[Stored data entries]

//! Result computation cache
//!
//! **Problem**: PR curves and trajectories are built from every frame of a
//! run. Rebuilding them per request is slow; rebuilding them concurrently for
//! the same run wastes work and races on the same files.
//!
//! **Solution**: a read path that tries, in order,
//!
//! 1. a fresh in-memory entry (TTL, default 300 s),
//! 2. the persisted artifact,
//! 3. computation from raw frames, persisted unless another writer got there first.
//!
//! Concurrent readers of one entry share a single load. Step 3 runs under the
//! run's derived lock and re-reads storage first, so a curve is built and
//! persisted once even when Full and UI readers miss together.
//!
//! Staleness of memory entries is bounded by the TTL; writers that go through
//! [`ResultComputationCache::invalidate`] (the engine's `save_*` wrappers do)
//! are visible immediately. Frame saves also discard persisted artifacts, so
//! step 2 never serves a curve built from an older frame set.

pub mod ttl;

pub use ttl::{CacheState, TtlCache};

use std::sync::Arc;
use std::time::Duration;

use tracing::{debug, info};

use crate::codec::Resolution;
use crate::compute::{PrCurveBuilder, TrajectoryBuilder};
use crate::experiment::{ExperimentResultStore, PrCurveData, TrajectoryData};
use crate::Result;

/// What a trajectory read asks for.
#[derive(Debug, Clone, Copy, PartialEq, Eq, Hash)]
pub struct TrajectoryRequest {
    /// Full or UI resolution.
    pub resolution: Resolution,
    /// Include the synthesized reference line (only exists without ground truth).
    pub include_reference: bool,
}

impl Default for TrajectoryRequest {
    fn default() -> Self {
        Self::ui()
    }
}

impl TrajectoryRequest {
    /// UI resolution with the reference line.
    #[must_use]
    pub const fn ui() -> Self {
        Self {
            resolution: Resolution::Ui,
            include_reference: true,
        }
    }

    /// Full resolution with the reference line.
    #[must_use]
    pub const fn full() -> Self {
        Self {
            resolution: Resolution::Full,
            include_reference: true,
        }
    }

    /// Set whether the reference line is included.
    #[must_use]
    pub const fn include_reference(mut self, include: bool) -> Self {
        self.include_reference = include;
        self
    }

    fn shape(self, data: TrajectoryData) -> TrajectoryData {
        if !self.include_reference {
            data.without_reference()
        } else if data.reference.is_empty() {
            data.with_reference_line()
        } else {
            data
        }
    }
}

/// Which cached variant of an artifact.
#[derive(Debug, Clone, Copy, PartialEq, Eq, Hash)]
pub enum CacheVariant {
    /// PR curve at a resolution.
    PrCurve(Resolution),
    /// Trajectory for a request shape.
    Trajectory(TrajectoryRequest),
}

/// Identity of one cache entry.
#[derive(Debug, Clone, PartialEq, Eq, Hash)]
pub struct CacheKey {
    experiment_id: String,
    algorithm_key: String,
    variant: CacheVariant,
}

impl CacheKey {
    fn new(experiment_id: &str, algorithm_key: &str, variant: CacheVariant) -> Self {
        Self {
            experiment_id: experiment_id.to_string(),
            algorithm_key: algorithm_key.to_string(),
            variant,
        }
    }

    fn belongs_to(&self, experiment_id: &str, algorithm_key: Option<&str>) -> bool {
        self.experiment_id == experiment_id
            && algorithm_key.map_or(true, |alg| self.algorithm_key == alg)
    }
}

/// Result of a precompute call.
#[derive(Debug, Clone, Copy, PartialEq, Eq)]
pub enum PrecomputeOutcome {
    /// Artifact was built and persisted.
    Computed,
    /// Artifact already existed and `force` was not set.
    AlreadyPresent,
    /// The run has no frames to build from.
    NoData,
}

/// Precompute results for one algorithm run.
#[derive(Debug, Clone, PartialEq, Eq)]
pub struct ExperimentPrecompute {
    /// Algorithm key of the run.
    pub algorithm_key: String,
    /// PR curve outcome.
    pub pr_curve: PrecomputeOutcome,
    /// Trajectory outcome.
    pub trajectory: PrecomputeOutcome,
}

/// Compute-on-miss cache for PR curves and trajectories.
#[derive(Debug)]
pub struct ResultComputationCache {
    results: Arc<ExperimentResultStore>,
    pr_builder: PrCurveBuilder,
    pr_curves: TtlCache<CacheKey, PrCurveData>,
    trajectories: TtlCache<CacheKey, TrajectoryData>,
}

impl ResultComputationCache {
    /// Cache over `results` with entries living for `ttl`.
    #[must_use]
    pub fn new(results: Arc<ExperimentResultStore>, ttl: Duration) -> Self {
        let pr_builder = PrCurveBuilder::new().max_points(results.settings().pr_curve_ui_points);
        Self {
            results,
            pr_builder,
            pr_curves: TtlCache::new(ttl),
            trajectories: TtlCache::new(ttl),
        }
    }

    /// Replace the PR curve builder (sampling caps and seed).
    #[must_use]
    pub fn with_pr_builder(mut self, builder: PrCurveBuilder) -> Self {
        self.pr_builder = builder;
        self
    }

    /// Store this cache reads from and persists into.
    #[must_use]
    pub const fn results(&self) -> &Arc<ExperimentResultStore> {
        &self.results
    }

    /// PR curve at `resolution`, computing it from frames if nothing is stored.
    ///
    /// Returns `Ok(None)` when the run has no match scores at all.
    ///
    /// # Errors
    ///
    /// Returns storage errors from reading frames or persisting the curve.
    pub fn get_pr_curve(
        &self,
        experiment_id: &str,
        algorithm_key: &str,
        resolution: Resolution,
    ) -> Result<Option<Arc<PrCurveData>>> {
        let key = CacheKey::new(experiment_id, algorithm_key, CacheVariant::PrCurve(resolution));
        self.pr_curves.get_or_try_load(&key, || {
            if let Some(curve) = self.results.get_pr_curve(experiment_id, algorithm_key, resolution)? {
                debug!(experiment_id, algorithm_key, "pr curve loaded from storage");
                return Ok(Some(curve));
            }
            let build = || -> Result<Option<PrCurveData>> {
                // Another writer may have persisted while we waited
                if let Some(curve) = self.results.get_pr_curve(experiment_id, algorithm_key, resolution)? {
                    return Ok(Some(curve));
                }
                let Some(curve) = self.compute_pr_curve(experiment_id, algorithm_key)? else {
                    return Ok(None);
                };
                let outcome = self.results.save_pr_curve(experiment_id, algorithm_key, &curve)?;
                debug!(experiment_id, algorithm_key, complete = outcome.is_complete(), "persisted pr curve");
                Ok(Some(match resolution {
                    Resolution::Full => curve,
                    Resolution::Ui => curve.ui_view(self.results.settings().pr_curve_ui_points),
                }))
            };
            self.results.with_derived_lock(experiment_id, algorithm_key, build)
        })
    }

    /// Trajectory shaped by `request`, computing it from frames if nothing is stored.
    ///
    /// Returns `Ok(None)` when no frame has a usable pose estimate.
    ///
    /// # Errors
    ///
    /// Returns storage errors from reading frames or persisting the trajectory.
    pub fn get_trajectory(
        &self,
        experiment_id: &str,
        algorithm_key: &str,
        request: TrajectoryRequest,
    ) -> Result<Option<Arc<TrajectoryData>>> {
        let key = CacheKey::new(experiment_id, algorithm_key, CacheVariant::Trajectory(request));
        self.trajectories.get_or_try_load(&key, || {
            let stored = self
                .results
                .get_trajectory(experiment_id, algorithm_key, request.resolution)?;
            let data = if let Some(data) = stored {
                debug!(experiment_id, algorithm_key, "trajectory loaded from storage");
                data
            } else {
                let build = || -> Result<Option<TrajectoryData>> {
                    let stored = self
                        .results
                        .get_trajectory(experiment_id, algorithm_key, request.resolution)?;
                    if stored.is_some() {
                        return Ok(stored);
                    }
                    let Some(data) = self.compute_trajectory(experiment_id, algorithm_key)? else {
                        return Ok(None);
                    };
                    let outcome = self.results.save_trajectory(experiment_id, algorithm_key, &data)?;
                    debug!(experiment_id, algorithm_key, complete = outcome.is_complete(), "persisted trajectory");
                    Ok(Some(match request.resolution {
                        Resolution::Full => data,
                        Resolution::Ui => data.downsampled(self.results.settings().trajectory_ui_points),
                    }))
                };
                let Some(data) = self.results.with_derived_lock(experiment_id, algorithm_key, build)? else {
                    return Ok(None);
                };
                data
            };
            Ok(Some(request.shape(data)))
        })
    }

    /// Build and persist the PR curve unless one exists (or `force`).
    ///
    /// # Errors
    ///
    /// Returns storage errors from reading frames or persisting the curve.
    pub fn precompute_pr_curve(
        &self,
        experiment_id: &str,
        algorithm_key: &str,
        force: bool,
    ) -> Result<PrecomputeOutcome> {
        let build = || -> Result<PrecomputeOutcome> {
            if !force && self.results.has_pr_curve(experiment_id, algorithm_key)? {
                return Ok(PrecomputeOutcome::AlreadyPresent);
            }
            let Some(curve) = self.compute_pr_curve(experiment_id, algorithm_key)? else {
                return Ok(PrecomputeOutcome::NoData);
            };
            let outcome = self.results.save_pr_curve(experiment_id, algorithm_key, &curve)?;
            self.pr_curves
                .retain(|key| !key.belongs_to(experiment_id, Some(algorithm_key)));
            info!(experiment_id, algorithm_key, complete = outcome.is_complete(), "precomputed pr curve");
            Ok(PrecomputeOutcome::Computed)
        };
        self.results.with_derived_lock(experiment_id, algorithm_key, build)
    }

    /// Build and persist the trajectory unless one exists (or `force`).
    ///
    /// # Errors
    ///
    /// Returns storage errors from reading frames or persisting the trajectory.
    pub fn precompute_trajectory(
        &self,
        experiment_id: &str,
        algorithm_key: &str,
        force: bool,
    ) -> Result<PrecomputeOutcome> {
        let build = || -> Result<PrecomputeOutcome> {
            if !force && self.results.has_trajectory(experiment_id, algorithm_key)? {
                return Ok(PrecomputeOutcome::AlreadyPresent);
            }
            let Some(data) = self.compute_trajectory(experiment_id, algorithm_key)? else {
                return Ok(PrecomputeOutcome::NoData);
            };
            let outcome = self.results.save_trajectory(experiment_id, algorithm_key, &data)?;
            self.trajectories
                .retain(|key| !key.belongs_to(experiment_id, Some(algorithm_key)));
            info!(experiment_id, algorithm_key, complete = outcome.is_complete(), "precomputed trajectory");
            Ok(PrecomputeOutcome::Computed)
        };
        self.results.with_derived_lock(experiment_id, algorithm_key, build)
    }

    /// Precompute both artifacts for every algorithm run of an experiment.
    ///
    /// # Errors
    ///
    /// Stops at the first storage error.
    pub fn precompute_experiment(
        &self,
        experiment_id: &str,
        force: bool,
    ) -> Result<Vec<ExperimentPrecompute>> {
        let algorithm_keys = self.results.list_algorithm_keys(experiment_id)?;
        info!(experiment_id, runs = algorithm_keys.len(), force, "precomputing experiment");
        algorithm_keys
            .into_iter()
            .map(|algorithm_key| {
                Ok(ExperimentPrecompute {
                    pr_curve: self.precompute_pr_curve(experiment_id, &algorithm_key, force)?,
                    trajectory: self.precompute_trajectory(experiment_id, &algorithm_key, force)?,
                    algorithm_key,
                })
            })
            .collect()
    }

    /// Lifecycle state of one cache entry.
    #[must_use]
    pub fn cache_state(&self, experiment_id: &str, algorithm_key: &str, variant: CacheVariant) -> CacheState {
        let key = CacheKey::new(experiment_id, algorithm_key, variant);
        match variant {
            CacheVariant::PrCurve(_) => self.pr_curves.state(&key),
            CacheVariant::Trajectory(_) => self.trajectories.state(&key),
        }
    }

    /// Drop every cached variant of one algorithm run.
    pub fn invalidate(&self, experiment_id: &str, algorithm_key: &str) {
        self.pr_curves
            .retain(|key| !key.belongs_to(experiment_id, Some(algorithm_key)));
        self.trajectories
            .retain(|key| !key.belongs_to(experiment_id, Some(algorithm_key)));
    }

    /// Drop every cached entry of an experiment.
    pub fn invalidate_experiment(&self, experiment_id: &str) {
        self.pr_curves.retain(|key| !key.belongs_to(experiment_id, None));
        self.trajectories.retain(|key| !key.belongs_to(experiment_id, None));
    }

    /// Drop everything.
    pub fn clear(&self) {
        self.pr_curves.clear();
        self.trajectories.clear();
    }

    /// Number of cached entries across both artifact kinds.
    #[must_use]
    pub fn len(&self) -> usize {
        self.pr_curves.len() + self.trajectories.len()
    }

    /// True if nothing is cached.
    #[must_use]
    pub fn is_empty(&self) -> bool {
        self.len() == 0
    }

    fn compute_pr_curve(&self, experiment_id: &str, algorithm_key: &str) -> Result<Option<PrCurveData>> {
        let frames = self.results.all_frame_results(experiment_id, algorithm_key)?;
        let curve = self.pr_builder.build(&frames);
        match &curve {
            Some(curve) => info!(
                experiment_id,
                algorithm_key,
                frames = frames.len(),
                samples = curve.num_samples,
                points = curve.len(),
                "computed pr curve"
            ),
            None => debug!(experiment_id, algorithm_key, frames = frames.len(), "no match scores for pr curve"),
        }
        Ok(curve)
    }

    fn compute_trajectory(&self, experiment_id: &str, algorithm_key: &str) -> Result<Option<TrajectoryData>> {
        let frames = self.results.all_frame_results(experiment_id, algorithm_key)?;
        // Persisted copies always carry the reference; reads strip it on request
        let data = TrajectoryBuilder::new().include_reference(true).build(&frames);
        match &data {
            Some(data) => info!(
                experiment_id,
                algorithm_key,
                frames = frames.len(),
                points = data.len(),
                "computed trajectory"
            ),
            None => debug!(experiment_id, algorithm_key, frames = frames.len(), "no pose estimates for trajectory"),
        }
        Ok(data)
    }
}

— Task requirements —
Among the entries, work out how many lines include the word "loaded". Answer with that number only.

— Completed exercise —
2